_Assigned task_
Lines from the top of the entries down to the line with "as UTF-8 JSON." must be set down exactly as they stand, with both ends retained.

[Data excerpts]
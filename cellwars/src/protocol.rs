use serde::{Deserialize, Serialize};
use serde_json::Value;
use tracing::warn;

use crate::{ChangeRecord, ProtocolError};

/// The outcome of one player's action, as replayed by both peers.
#[derive(Clone, Debug, PartialEq, Eq, Serialize, Deserialize)]
pub struct ActionResult {
    /// Name of the [action](crate::PlayerAction) that was played. Informational only.
    pub action_name: String,
    /// The cell the action was started on.
    pub grid_x: i32,
    pub grid_y: i32,
    /// Every change in replay order, starting with the picked cell itself.
    pub changes: Vec<ChangeRecord>,
}

/// A message exchanged between two peers.
#[derive(Clone, Debug, PartialEq, Eq, Serialize, Deserialize)]
#[serde(tag = "type", rename_all = "snake_case")]
pub enum WireMessage {
    ActionResult(ActionResult),
}

impl WireMessage {
    /// The values of the `"type"` field that this version understands.
    pub const KNOWN_TYPES: &'static [&'static str] = &["action_result"];

    /// Serializes the message as UTF-8 JSON.
    pub fn encode(&self) -> serde_json::Result<Vec<u8>> {
        serde_json::to_vec(self)
    }

    /// Parses a payload.
    ///
    /// A well-formed message of an unknown type is logged and yields
    /// `Ok(None)`, so that a newer peer cannot break an older one.
    pub fn decode(payload: &[u8]) -> Result<Option<WireMessage>, ProtocolError> {
        let text = std::str::from_utf8(payload).map_err(ProtocolError::NotUtf8)?;
        let value: Value = serde_json::from_str(text).map_err(ProtocolError::NotJson)?;
        let kind = value
            .get("type")
            .and_then(Value::as_str)
            .ok_or(ProtocolError::MissingType)?
            .to_owned();
        if !Self::KNOWN_TYPES.contains(&kind.as_str()) {
            warn!(%kind, "Discarding message of unknown type");
            return Ok(None);
        }
        serde_json::from_value(value)
            .map(Some)
            .map_err(|err| ProtocolError::MalformedMessage { kind, err })
    }
}

/// A connection to the other peer, as seen by the
/// [coordinator](crate::TurnCoordinator).
///
/// None of these methods block.
pub trait Transport {
    /// Returns false if the message could not be sent, in which case the
    /// link is considered disconnected.
    fn send(&mut self, message: &WireMessage) -> bool;
    /// Takes the oldest received message, if any.
    fn poll_next_message(&mut self) -> Option<WireMessage>;
    fn is_connected(&self) -> bool;
    /// Closes the link. Calling this more than once has no further effect.
    fn disconnect(&mut self);
}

_The answer_
filename cellwars/src/protocol.rs
use serde::{Deserialize, Serialize};
use serde_json::Value;
use tracing::warn;

use crate::{ChangeRecord, ProtocolError};

/// The outcome of one player's action, as replayed by both peers.
#[derive(Clone, Debug, PartialEq, Eq, Serialize, Deserialize)]
pub struct ActionResult {
    /// Name of the [action](crate::PlayerAction) that was played. Informational only.
    pub action_name: String,
    /// The cell the action was started on.
    pub grid_x: i32,
    pub grid_y: i32,
    /// Every change in replay order, starting with the picked cell itself.
    pub changes: Vec<ChangeRecord>,
}

/// A message exchanged between two peers.
#[derive(Clone, Debug, PartialEq, Eq, Serialize, Deserialize)]
#[serde(tag = "type", rename_all = "snake_case")]
pub enum WireMessage {
    ActionResult(ActionResult),
}

impl WireMessage {
    /// The values of the `"type"` field that this version understands.
    pub const KNOWN_TYPES: &'static [&'static str] = &["action_result"];

    /// Serializes the message as UTF-8 JSON.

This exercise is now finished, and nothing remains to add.